Punctuation and Grammar
Punctuation and Grammar can start many wars, therefore this page attempts to stop such conflict arising before it starts by setting one simple precept for anyone using this site:
This page is right, even when it's wrong!
In other words, for the sake of uniformity, this page aims to set out a general style for the site, which can be referred to for odd details of grammar and punctuation. It does not intend to be all-encompassing, rather it seeks to offer guidance for consistency, where personal or national custom may cause variation.
As the site is UK based, UK-English spelling is used for the general text. Be aware though, that much of the site functionality is international, therefore programming and formatting commands can be expected to be US-English. The usual hazards here are centre and colour, which must be used in the forms of center and color, important to remember if using any of the advanced editing features available within this site.

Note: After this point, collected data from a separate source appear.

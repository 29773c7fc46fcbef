// Progress model and client-side aggregation
pub mod aggregator;
pub mod blend;

pub use aggregator::{average_progress, GlobalAggregator, PollBackoff, PollStage};
pub use blend::{clamp_unit, PhaseWeights, ProgressTracker, SEAM_TOLERANCE};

Avoid using many short sentences, which quickly become disjointed. Similarly, if a sentence is becoming a paragraph, consider breaking it into smaller and more easily digested parts.
Full stop spacing
Spacing between the full stop at the end of a sentence and the beginning of the next sentences is single. That is the convention on this site. If you use, or are used to using two spaces, expect them to be converted to a single space when the page is reviewed, either automatically or manually.
- Full dates
- Should be stated formally and unambiguously, using words rather than numbers and abbreviations, to avoid ambiguity
The precision should be appropriate for the event being described:
Saturday, August 10, 1805,
August 10, 1805,
- Date ranges
- (August 10, 1805 - January 05, 1955)
Specifics such as 1965 to 1966, and 1965 or 1966, are preferable to the ambiguous 1965/6 or 1965/66.
- Year numbers
- Should appear in full, such as 1805 or 1905, to avoid confusion and the need to make assumptions, as in cases such as '05.

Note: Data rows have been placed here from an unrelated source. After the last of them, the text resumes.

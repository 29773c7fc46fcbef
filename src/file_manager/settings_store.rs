// Persistent user settings with validation on the way in
use std::path::{Path, PathBuf};

use log::{info, warn};
use parking_lot::RwLock;
use serde_json::Value;

use super::json_ops::{read_json_file, write_json_file};
use crate::error::{AppError, Result};
use crate::models::{
    QualityPreset, Settings, SettingsUpdate, StemMode, DEFAULT_DEMUCS_MODEL,
    DEFAULT_DOWNLOAD_WEIGHT, DEMUCS_MODELS,
};
use crate::progress::PhaseWeights;
use crate::queue::{validate_folder, MAX_CONCURRENCY_CEILING};
use crate::utils::default_output_dir;

pub struct SettingsStore {
    path: Option<PathBuf>,
    current: RwLock<Settings>,
}

impl SettingsStore {
    /// Load from disk. A missing or unreadable file yields defaults.
    pub fn load(path: PathBuf) -> Self {
        let settings = if path.exists() {
            match read_json_file::<Value>(&path) {
                Ok(value) => settings_from_value(value),
                Err(e) => {
                    warn!("Failed to read settings {:?}, using defaults: {}", path, e);
                    Settings::default()
                }
            }
        } else {
            Settings::default()
        };

        Self {
            path: Some(path),
            current: RwLock::new(sanitize(settings)),
        }
    }

    /// Settings that are never written to disk
    pub fn in_memory(settings: Settings) -> Self {
        Self {
            path: None,
            current: RwLock::new(sanitize(settings)),
        }
    }

    pub fn get(&self) -> Settings {
        self.current.read().clone()
    }

    pub fn phase_weights(&self) -> PhaseWeights {
        PhaseWeights::new(self.current.read().download_weight).unwrap_or_default()
    }

    pub fn output_dir(&self) -> PathBuf {
        let settings = self.current.read();
        let folder = if settings.default_folder.trim().is_empty() {
            &settings.output_dir
        } else {
            &settings.default_folder
        };
        PathBuf::from(folder)
    }

    /// Validate and apply a partial update, then persist. The write lock is
    /// held until the new value is stored.
    pub fn update(&self, update: SettingsUpdate) -> Result<Settings> {
        let mut current = self.current.write();
        let mut next = current.clone();

        if let Some(output_dir) = update.output_dir {
            next.output_dir = validated_dir(&output_dir)?;
        }
        if let Some(default_folder) = update.default_folder {
            next.default_folder = validated_dir(&default_folder)?;
        }
        if let Some(model) = update.demucs_model {
            if !DEMUCS_MODELS.contains(&model.as_str()) {
                return Err(AppError::Config(format!(
                    "Unknown model '{}', expected one of: {}",
                    model,
                    DEMUCS_MODELS.join(", ")
                )));
            }
            next.demucs_model = model;
        }
        if let Some(stem_mode) = update.stem_mode {
            next.stem_mode = StemMode::parse(&stem_mode).ok_or_else(|| {
                AppError::Config(format!("Invalid stem mode '{}', expected 2, 4 or 6", stem_mode))
            })?;
        }
        if let Some(quality) = update.quality_preset {
            next.quality_preset = quality;
        }
        if let Some(weight) = update.download_weight {
            next.download_weight = PhaseWeights::new(weight)?.download();
        }
        if let Some(auto_start) = update.auto_start {
            next.auto_start = auto_start;
        }

        let next = sanitize(next);
        self.persist(&next)?;
        *current = next.clone();
        info!("Settings updated");
        Ok(next)
    }

    /// Persist a new limit, then hand it to `apply` before releasing the
    /// lock. Nothing is applied when the write fails.
    pub fn set_max_concurrency<F>(&self, max: usize, apply: F) -> Result<usize>
    where
        F: FnOnce(usize) -> Result<usize>,
    {
        let mut current = self.current.write();
        let mut next = current.clone();
        next.max_concurrency = max.clamp(1, MAX_CONCURRENCY_CEILING);
        self.persist(&next)?;
        let applied = apply(next.max_concurrency)?;
        *current = next;
        Ok(applied)
    }

    fn persist(&self, settings: &Settings) -> Result<()> {
        match &self.path {
            Some(path) => write_json_file(path, settings),
            None => Ok(()),
        }
    }

    pub fn path(&self) -> Option<&Path> {
        self.path.as_deref()
    }
}

fn validated_dir(raw: &str) -> Result<String> {
    Ok(validate_folder(raw)?
        .map(|p| p.to_string_lossy().to_string())
        .unwrap_or_default())
}

/// Deserialize leniently: enum fields with unknown values are dropped so
/// the rest of the file still loads
fn settings_from_value(mut value: Value) -> Settings {
    if let Value::Object(map) = &mut value {
        if let Some(raw) = map.get("stem_mode").cloned() {
            let parsed = match &raw {
                Value::String(s) => StemMode::parse(s),
                Value::Number(n) => StemMode::parse(&n.to_string()),
                _ => None,
            };
            match parsed {
                Some(mode) => {
                    map.insert("stem_mode".into(), Value::String(mode.as_str().into()));
                }
                None => {
                    warn!("Ignoring invalid stem_mode in settings: {}", raw);
                    map.remove("stem_mode");
                }
            }
        }
        if let Some(raw) = map.get("quality_preset").cloned() {
            if serde_json::from_value::<QualityPreset>(raw.clone()).is_err() {
                warn!("Ignoring invalid quality_preset in settings: {}", raw);
                map.remove("quality_preset");
            }
        }
    }

    serde_json::from_value(value).unwrap_or_else(|e| {
        warn!("Settings file is malformed, using defaults: {}", e);
        Settings::default()
    })
}

/// Clamp and default every field into a usable state
pub fn sanitize(mut settings: Settings) -> Settings {
    settings.max_concurrency = settings.max_concurrency.clamp(1, MAX_CONCURRENCY_CEILING);

    if PhaseWeights::new(settings.download_weight).is_err() {
        warn!(
            "Invalid download weight {}, falling back to {}",
            settings.download_weight, DEFAULT_DOWNLOAD_WEIGHT
        );
        settings.download_weight = DEFAULT_DOWNLOAD_WEIGHT;
    }

    if !DEMUCS_MODELS.contains(&settings.demucs_model.as_str()) {
        warn!("Unknown model '{}', using default", settings.demucs_model);
        settings.demucs_model = DEFAULT_DEMUCS_MODEL.to_string();
    }

    if settings.output_dir.trim().is_empty() {
        settings.output_dir = default_output_dir().to_string_lossy().to_string();
    }

    settings.python_path = settings.python_path.filter(|p| !p.trim().is_empty());
    settings.workers_dir = settings.workers_dir.filter(|p| !p.trim().is_empty());
    settings
}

- Should be stated without an apostrophe, such as 1870s.
- Should be stated in full, such as October.
- Should be stated in full, such as Wednesday.
Circa, meaning around or about, is abbreviated to c. followed by a space separating it from its subject, as shown in the preceding date example.
With regard to punctuation, UK conventions will generally be followed where available. Unfortunately, this has become rather ambiguous in recent years.
To simplify the rules, unless not using a full stop results in confusion, then full stops are not used on this site.
When used, in order to ensure all readers understand their meaning, and that the correct meaning is assigned, acronyms should be stated in full the first time they appear on a page, and followed by their shortened version in parentheses. This should always be done, since one writer's understanding of a common term may differ from another.
For example: When the North Atlantic Treaty Organisation (NATO) took over.
Capitalisation of acronyms is not used used on this site, such as Nato rather than NATO. This is to maintain some consistency with references to older, historic records, created when this convention was not used.
Single letter names
A number of subjects have names, or codenames, which comprise of a single letter, such as X-Craft, Y-Station and Z-Berth.
The convention in this site is to capitalise and hyphenate these as shown in the preceding examples, to make the meaning clear and avoid confusion.
There does not seem to be a correct means of expressing these terms, and even consulting MoD documentation for original references produces numerous variations on the theme.
Jargon and buzzwords
Generally unacceptable, unless illustrating or expanding an article.
The site is intended to be helpful and informative, and present its content in Plain English. Inappropriate use of terms intended to "Dazzle and Impress" the reader will be mercilessly edited in favour of simple and plain language.